=== HOW TO COMPLETE THIS TASK ===
Here is the task for the records below: repeat exactly the lines from the one with "let first = chars.next().map(|c|" to the one with "punctuation is normalized.", both included, and nothing else.

=== INPUT MATERIAL ===

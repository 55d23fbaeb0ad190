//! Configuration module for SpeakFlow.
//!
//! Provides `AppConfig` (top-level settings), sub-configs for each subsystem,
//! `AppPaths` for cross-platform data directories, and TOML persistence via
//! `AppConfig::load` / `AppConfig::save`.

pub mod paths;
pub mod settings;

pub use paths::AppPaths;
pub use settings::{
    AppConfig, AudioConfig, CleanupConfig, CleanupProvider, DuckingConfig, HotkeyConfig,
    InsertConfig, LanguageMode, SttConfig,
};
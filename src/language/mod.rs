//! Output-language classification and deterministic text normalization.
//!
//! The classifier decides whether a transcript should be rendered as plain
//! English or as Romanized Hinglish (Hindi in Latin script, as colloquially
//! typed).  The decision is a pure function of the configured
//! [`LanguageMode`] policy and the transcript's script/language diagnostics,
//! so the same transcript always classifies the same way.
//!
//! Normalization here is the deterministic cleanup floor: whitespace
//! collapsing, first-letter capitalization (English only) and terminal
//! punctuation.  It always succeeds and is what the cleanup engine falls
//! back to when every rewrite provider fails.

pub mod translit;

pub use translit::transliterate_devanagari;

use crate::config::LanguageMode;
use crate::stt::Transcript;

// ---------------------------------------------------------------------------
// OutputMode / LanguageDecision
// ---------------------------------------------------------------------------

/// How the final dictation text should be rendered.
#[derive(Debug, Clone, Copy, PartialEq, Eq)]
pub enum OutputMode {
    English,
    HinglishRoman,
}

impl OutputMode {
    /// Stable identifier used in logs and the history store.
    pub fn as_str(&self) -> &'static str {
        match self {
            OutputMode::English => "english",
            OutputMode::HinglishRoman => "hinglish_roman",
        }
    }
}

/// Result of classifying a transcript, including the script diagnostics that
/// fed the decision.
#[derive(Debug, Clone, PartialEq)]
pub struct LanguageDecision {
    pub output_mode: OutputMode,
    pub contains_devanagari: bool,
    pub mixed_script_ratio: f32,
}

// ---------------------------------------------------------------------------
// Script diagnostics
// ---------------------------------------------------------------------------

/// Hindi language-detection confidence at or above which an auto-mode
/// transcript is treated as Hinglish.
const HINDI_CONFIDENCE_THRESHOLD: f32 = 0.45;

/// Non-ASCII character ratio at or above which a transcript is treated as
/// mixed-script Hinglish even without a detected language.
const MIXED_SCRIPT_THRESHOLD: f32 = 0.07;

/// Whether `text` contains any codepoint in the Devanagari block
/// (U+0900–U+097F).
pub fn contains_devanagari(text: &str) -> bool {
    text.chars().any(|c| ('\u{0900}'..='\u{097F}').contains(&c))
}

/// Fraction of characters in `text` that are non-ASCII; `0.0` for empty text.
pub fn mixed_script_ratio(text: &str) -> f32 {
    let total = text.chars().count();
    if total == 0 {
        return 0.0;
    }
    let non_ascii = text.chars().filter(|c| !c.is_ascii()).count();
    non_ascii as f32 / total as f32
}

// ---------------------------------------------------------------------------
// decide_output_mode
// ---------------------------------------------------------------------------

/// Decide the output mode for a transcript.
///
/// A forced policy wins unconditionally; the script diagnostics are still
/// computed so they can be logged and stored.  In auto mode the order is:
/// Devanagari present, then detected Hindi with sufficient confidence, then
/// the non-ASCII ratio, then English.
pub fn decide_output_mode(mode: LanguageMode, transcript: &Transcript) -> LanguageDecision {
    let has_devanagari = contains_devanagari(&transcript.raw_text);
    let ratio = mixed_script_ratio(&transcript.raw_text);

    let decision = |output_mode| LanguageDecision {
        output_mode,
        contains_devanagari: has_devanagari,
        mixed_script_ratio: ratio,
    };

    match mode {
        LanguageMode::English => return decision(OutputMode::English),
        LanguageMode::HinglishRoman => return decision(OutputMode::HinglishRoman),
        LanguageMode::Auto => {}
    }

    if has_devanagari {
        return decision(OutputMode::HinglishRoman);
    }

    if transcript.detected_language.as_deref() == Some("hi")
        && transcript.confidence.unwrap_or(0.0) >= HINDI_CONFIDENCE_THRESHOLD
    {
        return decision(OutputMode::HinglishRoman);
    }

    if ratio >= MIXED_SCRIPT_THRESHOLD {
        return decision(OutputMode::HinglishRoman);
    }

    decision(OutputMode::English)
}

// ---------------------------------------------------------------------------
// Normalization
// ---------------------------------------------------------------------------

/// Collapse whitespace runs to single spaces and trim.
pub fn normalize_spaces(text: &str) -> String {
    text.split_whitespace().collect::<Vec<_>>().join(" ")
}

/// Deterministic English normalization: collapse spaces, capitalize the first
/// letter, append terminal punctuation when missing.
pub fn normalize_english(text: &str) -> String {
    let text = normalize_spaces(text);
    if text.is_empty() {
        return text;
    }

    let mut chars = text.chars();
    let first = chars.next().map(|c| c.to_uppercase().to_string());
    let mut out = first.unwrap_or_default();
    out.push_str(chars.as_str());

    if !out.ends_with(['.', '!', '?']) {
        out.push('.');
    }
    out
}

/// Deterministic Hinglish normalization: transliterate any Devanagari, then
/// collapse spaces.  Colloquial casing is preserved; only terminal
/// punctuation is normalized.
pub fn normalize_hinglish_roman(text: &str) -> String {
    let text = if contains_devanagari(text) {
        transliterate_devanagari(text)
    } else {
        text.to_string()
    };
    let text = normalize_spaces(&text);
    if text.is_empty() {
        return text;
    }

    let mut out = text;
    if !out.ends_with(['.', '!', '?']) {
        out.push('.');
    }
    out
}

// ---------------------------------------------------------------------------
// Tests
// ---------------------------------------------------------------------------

---

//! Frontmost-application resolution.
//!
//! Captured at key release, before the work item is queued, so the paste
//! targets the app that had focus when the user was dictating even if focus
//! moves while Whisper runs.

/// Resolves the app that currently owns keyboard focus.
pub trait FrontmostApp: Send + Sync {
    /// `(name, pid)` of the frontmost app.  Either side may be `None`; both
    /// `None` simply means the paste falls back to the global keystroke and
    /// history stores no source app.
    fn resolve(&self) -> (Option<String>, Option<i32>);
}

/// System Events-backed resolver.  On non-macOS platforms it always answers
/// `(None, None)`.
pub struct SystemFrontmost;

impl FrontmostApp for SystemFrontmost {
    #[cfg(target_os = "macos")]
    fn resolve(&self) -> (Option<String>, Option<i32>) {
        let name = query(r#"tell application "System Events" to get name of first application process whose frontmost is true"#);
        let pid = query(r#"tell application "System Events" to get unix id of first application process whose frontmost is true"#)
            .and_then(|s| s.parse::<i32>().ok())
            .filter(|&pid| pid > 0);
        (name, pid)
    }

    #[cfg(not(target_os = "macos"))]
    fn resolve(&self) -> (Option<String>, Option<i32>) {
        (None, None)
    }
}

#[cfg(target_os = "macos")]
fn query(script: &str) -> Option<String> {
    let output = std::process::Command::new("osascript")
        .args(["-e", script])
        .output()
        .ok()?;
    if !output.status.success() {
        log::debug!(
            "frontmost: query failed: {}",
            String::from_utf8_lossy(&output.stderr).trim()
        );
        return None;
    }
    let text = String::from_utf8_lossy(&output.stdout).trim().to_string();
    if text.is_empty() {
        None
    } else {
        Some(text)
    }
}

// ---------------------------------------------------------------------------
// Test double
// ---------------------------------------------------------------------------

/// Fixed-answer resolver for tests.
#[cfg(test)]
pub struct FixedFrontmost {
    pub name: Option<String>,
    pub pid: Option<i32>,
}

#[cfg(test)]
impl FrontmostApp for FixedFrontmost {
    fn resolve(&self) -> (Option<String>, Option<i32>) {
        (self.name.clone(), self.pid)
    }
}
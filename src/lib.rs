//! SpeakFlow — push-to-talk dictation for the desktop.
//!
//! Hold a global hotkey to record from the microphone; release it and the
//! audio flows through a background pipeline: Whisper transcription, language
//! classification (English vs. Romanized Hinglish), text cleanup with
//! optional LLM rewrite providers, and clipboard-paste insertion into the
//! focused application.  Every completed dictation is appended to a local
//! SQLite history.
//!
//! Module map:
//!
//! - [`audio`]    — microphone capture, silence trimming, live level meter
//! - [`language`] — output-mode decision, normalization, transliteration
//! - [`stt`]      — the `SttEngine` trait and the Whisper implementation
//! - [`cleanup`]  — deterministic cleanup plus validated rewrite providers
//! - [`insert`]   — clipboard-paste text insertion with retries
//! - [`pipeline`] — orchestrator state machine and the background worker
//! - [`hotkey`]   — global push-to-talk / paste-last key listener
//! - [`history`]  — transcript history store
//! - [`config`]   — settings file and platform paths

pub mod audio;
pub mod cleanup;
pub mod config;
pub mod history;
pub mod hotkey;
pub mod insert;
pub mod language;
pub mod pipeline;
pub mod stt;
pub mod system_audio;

=== EXERCISE OUTPUT ===
    let first = chars.next().map(|c| c.to_uppercase().to_string());
    let mut out = first.unwrap_or_default();
    out.push_str(chars.as_str());

    if !out.ends_with(['.', '!', '?']) {
        out.push('.');
    }
    out
}

/// Deterministic Hinglish normalization: transliterate any Devanagari, then
/// collapse spaces.  Colloquial casing is preserved; only terminal
/// punctuation is normalized.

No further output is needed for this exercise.